According to the report from a government official, who wants to stay anonymous, the Organizing Committee for the Tokyo Olympics has started investigating the situation.
However, a spokesperson from the Tokyo 2020 International Communications Team stated that the earlier information from the Japanese government official was not correct.
“[…] after checking the facts, we can confirm that this was not a leak from Tokyo 2020’s system,” the spokesperson noted.
The spokesperson added that the organizing committee had already taken measures to protect their systems by resetting passwords to limit the damage the attack may cause to the exposed IDs.
The leak was not large
While any data leak can have a heavy impact on the victimized organization, smaller leaks are less likely to cause many problems compared to massive breaches. In this situation, the spokesperson stated that the leak was not large.
As the name implies, the Tokyo 2020 Olympics was billed to take place last year, but the organizers had to shift it to July/August this year because of the Covid-19 pandemic. Threat actors generally take advantage of a major event like this to launch attacks and try to steal data.
The recent attack on the Olympics volunteers is a pointer that threat actors are always ready to launch attacks at any time.
The data breach seems to have been caused by someone accessing an unauthorized smartphone or computer, according to reports.
Last year, six Russian intelligence officers were arrested and charged in the U.S. for an alleged global computer hacking operation, including during the 2018 Winter Olympics Games in Pyeongchang.
Russian military intelligence linked in the previous attack
The U.S. authorities say the intelligence officers unleashed “Olympic Destroyer”, a corrupted software to disrupt the Opening Ceremony of Pyeongchang. 2028.
The Russian military intelligence service has been warned previously by the National Cyber Security Center NCSC. It was alleged that the accused carried out cyberattacks against sponsors, logistic services, and organizers of the Tokyo 2020 Olympics to sabotage or obstruct the event.
Presently, the Olympics is in full swing, but it’s being held without the presence of supporters to cheer their compatriots.
Organizers in Japan claimed the leak will not impact the games in any way, and they have set an extensive cybersecurity infrastructure against any further attempt.
Earlier today, the organizers held a program for 220 “ethical hackers”. The main goal of the program was to fight potential threat actors. But it seems the “black” hackers are not perturbed and are serious about causing commotion during the games.
The breach is news the organizers would have loved to avoid after revealing that fans will not be allowed for the games. Japan called a state of emergency this month due to the increased level of Covid-19 spread in the country. As a result, it affected those who want to travel to Tokyo as supporters.
Initially, the organizers were considering allowing about $10,000 domestic spectators to the event.

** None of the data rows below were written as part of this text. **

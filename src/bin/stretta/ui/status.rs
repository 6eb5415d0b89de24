//! Status and help bars.

use ratatui::{
    layout::Rect,
    style::{Color, Style},
    text::{Line, Span},
    widgets::{Block, Borders, Paragraph},
    Frame,
};

use stretta::synth::Synth;

pub fn render_status(frame: &mut Frame, area: Rect, synth: &Synth) {
    let tuning = synth.tuning();
    let voices = synth.active_voices();

    let playing = if voices == 0 {
        Span::styled("ready", Style::default().fg(Color::DarkGray))
    } else {
        Span::styled(
            format!("{voices} voice(s)"),
            Style::default().fg(Color::Cyan),
        )
    };

    let line = Line::from(vec![
        Span::raw(format!(
            " {:.1} Hz · ratio {:.3} · {}-EDO · inharm {:.5} · bright {:.2}   ",
            tuning.base_frequency,
            tuning.interval_ratio,
            tuning.divisions,
            tuning.inharmonicity,
            tuning.brightness,
        )),
        playing,
    ]);

    let block = Block::default().title(" stretta ").borders(Borders::ALL);
    frame.render_widget(Paragraph::new(line).block(block), area);
}

pub fn render_help(frame: &mut Frame, area: Rect) {
    let help = Paragraph::new(
        " [z..,] play  [mouse] play drawn keys  [↑↓] select param  [←→] adjust (shift: coarse)  [q] quit",
    )
    .style(Style::default().fg(Color::DarkGray));
    frame.render_widget(help, area);
}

But the multi-sport event will now be observed behind closed doors, with only television viewership possible for fans.
The FBI warns against DDoS attacks
The news is coming barely 24 hours after the FBI issued an advisory and urged organizers of the Tokyo 2020 Summer Olympics to beef up their security. The advisory warned the organizers that a wave of DDoS attacks could be launched to disrupt the event and possibly hold sensitive data hostage.

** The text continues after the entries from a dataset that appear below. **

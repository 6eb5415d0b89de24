//! One sounding note: a partial bank, an envelope, and the backend
//! resources that render them.

use std::sync::atomic::{AtomicBool, Ordering};
use std::sync::Arc;

use crate::backend::{AudioBackend, EnvelopeHandle, SourceHandle, Waveform};
use crate::envelope::{EnvelopeController, EnvelopeTiming};
use crate::error::Result;
use crate::spectrum::{partial_bank, PartialBank, PARTIALS_PER_VOICE};
use crate::tuning::Tuning;

/// Seconds added past the release tail before resources are disposed,
/// so an in-progress ramp is never cut audibly.
pub const TEARDOWN_MARGIN: f64 = 1.0;

/// A voice owns one backend source per partial plus one shared envelope
/// stage. The handles are released together, exactly once, by a teardown
/// task scheduled at release time; after the registry forgets the voice,
/// that task is the only thing keeping the resources alive.
pub struct Voice {
    note: i32,
    partials: PartialBank,
    envelope: EnvelopeController,
    sources: Vec<SourceHandle>,
    envelope_handle: EnvelopeHandle,
    released: Arc<AtomicBool>,
}

impl Voice {
    /// Compute the spectrum for `note` under the given tuning snapshot and
    /// acquire backend resources for it: one started-but-silent source per
    /// partial, all routed through a zeroed envelope stage.
    ///
    /// `tuning` is taken by value; the bank can never mix parameters from
    /// before and after a concurrent UI change. If any allocation fails,
    /// everything acquired so far is disposed before the error propagates.
    pub fn build(
        note: i32,
        tuning: Tuning,
        timing: &EnvelopeTiming,
        backend: &mut dyn AudioBackend,
    ) -> Result<Self> {
        let partials = partial_bank(&tuning, note)?;

        let envelope_handle = backend.create_envelope(*timing)?;
        backend.set_gain(envelope_handle, 0.0);

        let mut sources = Vec::with_capacity(PARTIALS_PER_VOICE);
        for partial in &partials {
            match backend.create_source(partial.frequency, partial.gain, Waveform::Sine) {
                Ok(handle) => sources.push(handle),
                Err(err) => {
                    for handle in sources {
                        backend.dispose_source(handle);
                    }
                    backend.dispose_envelope(envelope_handle);
                    return Err(err.into());
                }
            }
        }

        for &source in &sources {
            backend.connect(source, envelope_handle);
            backend.start_source(source);
        }

        Ok(Self {
            note,
            partials,
            envelope: EnvelopeController::new(),
            sources,
            envelope_handle,
            released: Arc::new(AtomicBool::new(false)),
        })
    }

    /// Start the attack: ramp to peak now, and schedule the decay segment
    /// one attack-length out. The scheduled decay checks the released flag
    /// first, so a release issued in the meantime wins over it.
    pub fn trigger_attack(&mut self, timing: &EnvelopeTiming, backend: &mut dyn AudioBackend) {
        let now = backend.now();
        let Some(plan) = self.envelope.attack(now, timing) else {
            return;
        };

        backend.ramp_gain(self.envelope_handle, plan.rise.target, plan.rise.seconds);

        let envelope_handle = self.envelope_handle;
        let released = self.released.clone();
        let fall = plan.fall;
        backend.schedule(
            plan.rise.seconds as f64,
            Box::new(move |backend| {
                if !released.load(Ordering::SeqCst) {
                    backend.ramp_gain(envelope_handle, fall.target, fall.seconds);
                }
            }),
        );
    }

    /// Release from the current level and schedule teardown past the tail.
    ///
    /// Idempotent: the second and later calls return immediately, so the
    /// teardown can never be double-scheduled. The teardown task takes the
    /// handles with it and disposes each exactly once, regardless of what
    /// has happened to the registry entry or the `Voice` value since.
    pub fn trigger_release(&mut self, timing: &EnvelopeTiming, backend: &mut dyn AudioBackend) {
        if self.released.swap(true, Ordering::SeqCst) {
            return;
        }

        let now = backend.now();
        let tail_seconds = match self.envelope.release(now, timing) {
            Some(ramp) => {
                backend.ramp_gain(self.envelope_handle, ramp.target, ramp.seconds);
                ramp.seconds as f64
            }
            // Built but never attacked; nothing is audible, dispose after
            // the margin alone.
            None => 0.0,
        };

        let sources = std::mem::take(&mut self.sources);
        let envelope_handle = self.envelope_handle;
        backend.schedule(
            tail_seconds + TEARDOWN_MARGIN,
            Box::new(move |backend| {
                for handle in sources {
                    backend.dispose_source(handle);
                }
                backend.dispose_envelope(envelope_handle);
            }),
        );

        tracing::debug!(note = self.note, "voice released");
    }

    pub fn note(&self) -> i32 {
        self.note
    }

    pub fn partials(&self) -> &PartialBank {
        &self.partials
    }

    pub fn envelope(&self) -> &EnvelopeController {
        &self.envelope
    }

    pub fn is_released(&self) -> bool {
        self.released.load(Ordering::SeqCst)
    }
}

#[cfg(test)]
mod tests {
    use super::*;
    use crate::backend::null::{BackendEvent, NullBackend};
    use crate::error::{BackendError, Error};

    fn timing() -> EnvelopeTiming {
        EnvelopeTiming::new(0.01, 0.3, 0.5, 1.5)
    }

    fn build_voice(backend: &mut NullBackend) -> Voice {
        Voice::build(69, Tuning::default(), &timing(), backend).unwrap()
    }

    #[test]
    fn build_wires_twelve_sources_through_one_envelope() {
        let mut backend = NullBackend::new();
        let voice = build_voice(&mut backend);

        assert_eq!(backend.live_sources(), PARTIALS_PER_VOICE);
        assert_eq!(backend.live_envelopes(), 1);
        assert_eq!(voice.partials().len(), PARTIALS_PER_VOICE);

        let connects = backend
            .events()
            .iter()
            .filter(|e| matches!(e, BackendEvent::Connect { .. }))
            .count();
        let starts = backend
            .events()
            .iter()
            .filter(|e| matches!(e, BackendEvent::StartSource { .. }))
            .count();
        assert_eq!(connects, PARTIALS_PER_VOICE);
        assert_eq!(starts, PARTIALS_PER_VOICE);
    }

    #[test]
    fn build_starts_silent() {
        let mut backend = NullBackend::new();
        build_voice(&mut backend);

        // The envelope is zeroed before any source starts, and no ramp has
        // been issued yet.
        let first_gain_or_start = backend.events().iter().find(|e| {
            matches!(
                e,
                BackendEvent::SetGain { .. }
                    | BackendEvent::RampGain { .. }
                    | BackendEvent::StartSource { .. }
            )
        });
        assert!(matches!(
            first_gain_or_start,
            Some(BackendEvent::SetGain { value, .. }) if *value == 0.0
        ));
    }

    #[test]
    fn build_passes_partial_frequencies_and_gains_through() {
        let mut backend = NullBackend::new();
        let voice = build_voice(&mut backend);

        let created: Vec<(f32, f32)> = backend
            .events()
            .iter()
            .filter_map(|e| match e {
                BackendEvent::CreateSource {
                    frequency, gain, ..
                } => Some((*frequency, *gain)),
                _ => None,
            })
            .collect();

        assert_eq!(created.len(), PARTIALS_PER_VOICE);
        for (partial, (frequency, gain)) in voice.partials().iter().zip(created) {
            assert_eq!(partial.frequency, frequency);
            assert_eq!(partial.gain, gain);
        }
    }

    #[test]
    fn attack_ramps_to_peak_then_schedules_decay() {
        let mut backend = NullBackend::new();
        let mut voice = build_voice(&mut backend);
        voice.trigger_attack(&timing(), &mut backend);

        assert!(backend.events().iter().any(|e| matches!(
            e,
            BackendEvent::RampGain { target, .. } if *target == 1.0
        )));
        assert_eq!(backend.pending_tasks(), 1);

        // The decay fires once the attack has elapsed.
        backend.advance(0.02);
        assert!(backend.events().iter().any(|e| matches!(
            e,
            BackendEvent::RampGain { target, .. } if *target == 0.5
        )));
    }

    #[test]
    fn release_wins_over_a_pending_decay() {
        let mut backend = NullBackend::new();
        let mut voice = build_voice(&mut backend);
        voice.trigger_attack(&timing(), &mut backend);

        // Release while the decay task is still queued.
        voice.trigger_release(&timing(), &mut backend);
        backend.advance(0.02);

        let decay_ramps = backend
            .events()
            .iter()
            .filter(|e| matches!(e, BackendEvent::RampGain { target, .. } if *target == 0.5))
            .count();
        assert_eq!(decay_ramps, 0, "stale decay must not fire after release");
    }

    #[test]
    fn release_disposes_after_the_tail_plus_margin() {
        let mut backend = NullBackend::new();
        let mut voice = build_voice(&mut backend);
        voice.trigger_attack(&timing(), &mut backend);
        backend.advance(1.0);
        voice.trigger_release(&timing(), &mut backend);

        // Tail is 1.5s, margin 1.0s: still allocated just before the
        // deadline, gone just after.
        backend.advance(2.4);
        assert_eq!(backend.live_sources(), PARTIALS_PER_VOICE);
        assert_eq!(backend.live_envelopes(), 1);

        backend.advance(0.2);
        assert_eq!(backend.live_sources(), 0);
        assert_eq!(backend.live_envelopes(), 0);
    }

    #[test]
    fn double_release_disposes_exactly_once() {
        let mut backend = NullBackend::new();
        let mut voice = build_voice(&mut backend);
        voice.trigger_attack(&timing(), &mut backend);

        voice.trigger_release(&timing(), &mut backend);
        voice.trigger_release(&timing(), &mut backend);
        backend.advance(10.0);

        let disposals = backend
            .events()
            .iter()
            .filter(|e| {
                matches!(
                    e,
                    BackendEvent::DisposeSource { .. } | BackendEvent::DisposeEnvelope { .. }
                )
            })
            .count();
        assert_eq!(disposals, PARTIALS_PER_VOICE + 1);
        assert_eq!(backend.live_sources(), 0);
        assert_eq!(backend.live_envelopes(), 0);
    }

    #[test]
    fn failed_build_leaks_nothing() {
        // Room for the envelope but only five of twelve sources.
        let mut backend = NullBackend::with_capacity(5, 8);
        let result = Voice::build(69, Tuning::default(), &timing(), &mut backend);

        assert!(matches!(
            result,
            Err(Error::Backend(BackendError::SourcesExhausted { .. }))
        ));
        assert_eq!(backend.live_sources(), 0);
        assert_eq!(backend.live_envelopes(), 0);
    }

    #[test]
    fn unplayable_note_fails_before_any_allocation() {
        let mut backend = NullBackend::new();
        let tuning = Tuning {
            base_frequency: f32::MAX,
            divisions: 1,
            ..Tuning::default()
        };
        assert!(Voice::build(120, tuning, &timing(), &mut backend).is_err());
        assert!(backend.events().is_empty());
    }
}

The FBI also warned that the threat actors could plan to disrupt private or public digital infrastructure that supports the Olympics.
Additionally, the actions of the threat actors could disrupt multiple functions, including security, ticketing, transit, hospitality, and the broadcasting environments. The FBI also stated that Japanese IT giant Fujitsu reported a data breach in May which exposed data from several of its government clients. These include the Japanese Ministry of Land, Transport, and Tourism, as well as the Tokyo 2020 Organizing Committee.
However, the FBI said it isn’t aware of any specific cyber threat on the Olympics, but advised partners to be very conscious and active in their security infrastructure.